Back now? Great. Now, courtesy Digby, read this Reuters article:
WASHINGTON (Reuters) - The White House on Thursday threatened to veto a massive Senate bill for $442 billion in next year's defense programs if it moves to regulate the Pentagon's treatment of detainees or sets up a commission to investigate operations at Guantanamo Bay prison and elsewhere.
The Bush administration, under fire for the indefinite detention of enemy combatants at Guantanamo Bay in Cuba and questions over whether its policies led to horrendous abuses at Abu Ghraib prison in Iraq, put lawmakers on notice it did not want them legislating on the matter. [...]
"If legislation is presented that would restrict the president's authority to protect Americans effectively from terrorist attack and bring terrorists to justice," the bill could be vetoed, the statement said.
Arizona Republican Sen. John McCain, who endured torture as a prisoner of war in Vietnam, said after meeting at the Capitol with Vice President Dick Cheney that he still intended to offer amendments next week "on the standard of treatment of prisoners."
South Carolina Republican Sen. Lindsey Graham, who was working on legislation defining the legal status of enemy combatants being held in Guantanamo, also said he would offer an amendment.
So on one hand, the Bush administration is frantically blocking the release of the photographic proof of the most horrific war crimes committed in U.S. military-run prisons.
On the other hand, the Bush administration is simultaneously threatening to veto any attempts by McCain, Graham or others to establish even rudimentary rules banning such torture -- or even investigating the torture already documented.
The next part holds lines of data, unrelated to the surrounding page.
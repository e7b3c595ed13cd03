use std::mem;

use tracing::trace;

use super::{FormatContext, InsertPoint};
use crate::model::{Block, BlockAddress, BlockGroup, Entity, GroupPath, Paragraph, Segment, SegmentKind};
use crate::selection::{
    IterateSelectionsOptions, ListFormatHolderPolicy, TableCellContentPolicy, TableSelectionContext,
    collect_selections,
};

#[derive(Clone, Copy, Debug, PartialEq, Eq)]
pub enum DeleteResult {
    /// The selection was collapsed; nothing was removed.
    NotDeleted,
    /// An expanded selection was removed.
    Range,
    /// There was no selection at all.
    NothingToDelete,
}

#[derive(Clone, Debug, PartialEq)]
pub struct DeleteSelectionResult {
    pub delete_result: DeleteResult,
    pub insert_point: Option<InsertPoint>,
}

/// What one selection entry covers, as addresses only.
enum Unit {
    Segments { paragraph: BlockAddress, indices: Vec<usize> },
    Block(BlockAddress),
    Cell(GroupPath),
}

struct Entry {
    unit: Unit,
    table_context: Option<TableSelectionContext>,
}

fn snapshot(model: &BlockGroup) -> Vec<Entry> {
    let options = IterateSelectionsOptions::default()
        .with_list_format_holder(ListFormatHolderPolicy::Never)
        .with_table_cell_content(TableCellContentPolicy::IgnoreForTableOrCell);

    collect_selections(model, &options)
        .into_iter()
        .filter_map(|selection| {
            let unit = match (&selection.block, &selection.segments) {
                (Some(block), Some(segments)) => Unit::Segments {
                    paragraph: BlockAddress::new(selection.location.clone(), block.index),
                    indices: segments
                        .iter()
                        .filter_map(|selected| selected.location.index())
                        .collect(),
                },
                (Some(block), None) => Unit::Block(BlockAddress::new(selection.location.clone(), block.index)),
                (None, None) if selection.table_context.is_some() => Unit::Cell(selection.location.clone()),
                _ => return None,
            };
            Some(Entry {
                unit,
                table_context: selection.table_context,
            })
        })
        .collect()
}

/// Removes the expanded selection of `model`, leaving a collapsed caret
/// where it started. A collapsed selection is left alone and reported as
/// the insert point.
pub fn delete_selection(model: &mut BlockGroup, mut context: Option<&mut FormatContext>) -> DeleteSelectionResult {
    let entries = snapshot(model);
    if entries.is_empty() {
        return DeleteSelectionResult {
            delete_result: DeleteResult::NothingToDelete,
            insert_point: None,
        };
    }

    if let [entry] = entries.as_slice()
        && let Unit::Segments { paragraph, indices } = &entry.unit
        && let [index] = indices.as_slice()
        && model
            .paragraph_at(paragraph)
            .and_then(|p| p.segments.get(*index))
            .is_some_and(Segment::is_marker)
    {
        return DeleteSelectionResult {
            delete_result: DeleteResult::NotDeleted,
            insert_point: Some(InsertPoint {
                paragraph: paragraph.clone(),
                marker_index: *index,
                table_context: entry.table_context.clone(),
            }),
        };
    }

    let default_format = model.document_format().cloned().unwrap_or_default();
    let mut insert_point = None;
    let mut last_paragraph: Option<(BlockAddress, Option<TableSelectionContext>)> = None;

    // Back to front, so addresses of earlier entries stay valid.
    for (position, entry) in entries.iter().enumerate().rev() {
        let is_first = position == 0;
        let touched = match &entry.unit {
            Unit::Segments { paragraph, indices } => {
                delete_segments(model, paragraph, indices, is_first, context.as_deref_mut())
                    .map(|marker_index| (paragraph.clone(), marker_index))
            }
            Unit::Block(address) => {
                let Some(group) = model.group_at_mut(&address.group) else {
                    continue;
                };
                if address.index >= group.blocks.len() {
                    continue;
                }
                if let (Block::Entity(entity), Some(ctx)) = (&group.blocks[address.index], context.as_deref_mut()) {
                    ctx.deleted_entities.push(entity.clone());
                }
                if is_first {
                    let paragraph = Paragraph::new()
                        .with_segments(vec![Segment::marker(default_format.clone())])
                        .with_segment_format(default_format.clone());
                    group.blocks[address.index] = paragraph.into();
                    Some((address.clone(), Some(0)))
                } else {
                    group.blocks.remove(address.index);
                    if let Some((last, _)) = last_paragraph.as_mut() {
                        last.shift_for_removal(&address.group, address.index);
                    }
                    None
                }
            }
            Unit::Cell(cell_path) => {
                let Some(cell) = model.group_at_mut(cell_path) else {
                    continue;
                };
                let mut segments = Vec::new();
                if is_first {
                    segments.push(Segment::marker(default_format.clone()));
                }
                segments.push(Segment::br());
                let paragraph = Paragraph::new().with_segments(segments);
                let removed = mem::replace(&mut cell.blocks, vec![paragraph.into()]);
                cell.set_selected(false);
                if let Some(ctx) = context.as_deref_mut() {
                    collect_entities(&removed, &mut ctx.deleted_entities);
                }
                Some((BlockAddress::new(cell_path.clone(), 0), is_first.then_some(0)))
            }
        };

        let Some((paragraph, marker_index)) = touched else {
            continue;
        };
        if position + 1 == entries.len() {
            last_paragraph = Some((paragraph.clone(), entry.table_context.clone()));
        }
        if let (true, Some(marker_index)) = (is_first, marker_index) {
            insert_point = Some(InsertPoint {
                paragraph,
                marker_index,
                table_context: entry.table_context.clone(),
            });
        }
    }

    if let (Some(point), Some((last, last_table))) = (&insert_point, &last_paragraph)
        && *last != point.paragraph
        && *last_table == point.table_context
    {
        let tail = model
            .paragraph_at_mut(last)
            .map(|paragraph| mem::take(&mut paragraph.segments))
            .unwrap_or_default();
        if let Some(target) = model.paragraph_at_mut(&point.paragraph) {
            target.segments.extend(tail);
        }
    }

    trace!(entries = entries.len(), "deleted expanded selection");
    DeleteSelectionResult {
        delete_result: DeleteResult::Range,
        insert_point,
    }
}

/// Removes the selected segments of one paragraph. For the first selection
/// entry a marker is left where the first removed segment was, and its
/// index is returned.
fn delete_segments(
    model: &mut BlockGroup,
    address: &BlockAddress,
    indices: &[usize],
    is_first: bool,
    context: Option<&mut FormatContext>,
) -> Option<Option<usize>> {
    let paragraph = model.paragraph_at_mut(address)?;
    let first = *indices.first()?;
    let marker_format = paragraph
        .segments
        .get(first)
        .map(|segment| segment.format.clone())
        .unwrap_or_default();

    let mut removed = Vec::new();
    for &index in indices.iter().rev() {
        if index < paragraph.segments.len() {
            removed.push(paragraph.segments.remove(index));
        }
    }
    if let Some(ctx) = context {
        for segment in &removed {
            if let SegmentKind::Entity(entity) = &segment.kind {
                ctx.deleted_entities.push(entity.clone());
            }
        }
    }

    paragraph.is_implicit = false;
    if !is_first {
        return Some(None);
    }
    let marker_index = first.min(paragraph.segments.len());
    paragraph
        .segments
        .insert(marker_index, Segment::marker(marker_format));
    Some(Some(marker_index))
}

fn collect_entities(blocks: &[Block], into: &mut Vec<Entity>) {
    for block in blocks {
        match block {
            Block::Entity(entity) => into.push(entity.clone()),
            Block::BlockGroup(group) => collect_entities(&group.blocks, into),
            Block::Paragraph(paragraph) => {
                for segment in &paragraph.segments {
                    if let SegmentKind::Entity(entity) = &segment.kind {
                        into.push(entity.clone());
                    }
                }
            }
            Block::Table(table) => {
                for row in &table.rows {
                    for cell in &row.cells {
                        collect_entities(&cell.blocks, into);
                    }
                }
            }
            Block::Divider(_) => {}
        }
    }
}

#[cfg(test)]
#[path = "delete_tests.rs"]
mod delete_tests;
I think it's time to invent some new swearing, because there isn't anything currently in the language that fully encompasses the White House's unapologetic attempts to ensure the Bush administration's own crafted and approved "interrogation" policies be allowed to continue unhindered. Yes, according to the Bush administration, any attempts by Republican senators to legislate against, say, the sodomizing of detained children are unduly infringing on the president's fight against terrorists.
Truly, there is no sunken depth to which this White House does not feel comfortable indulging itself in.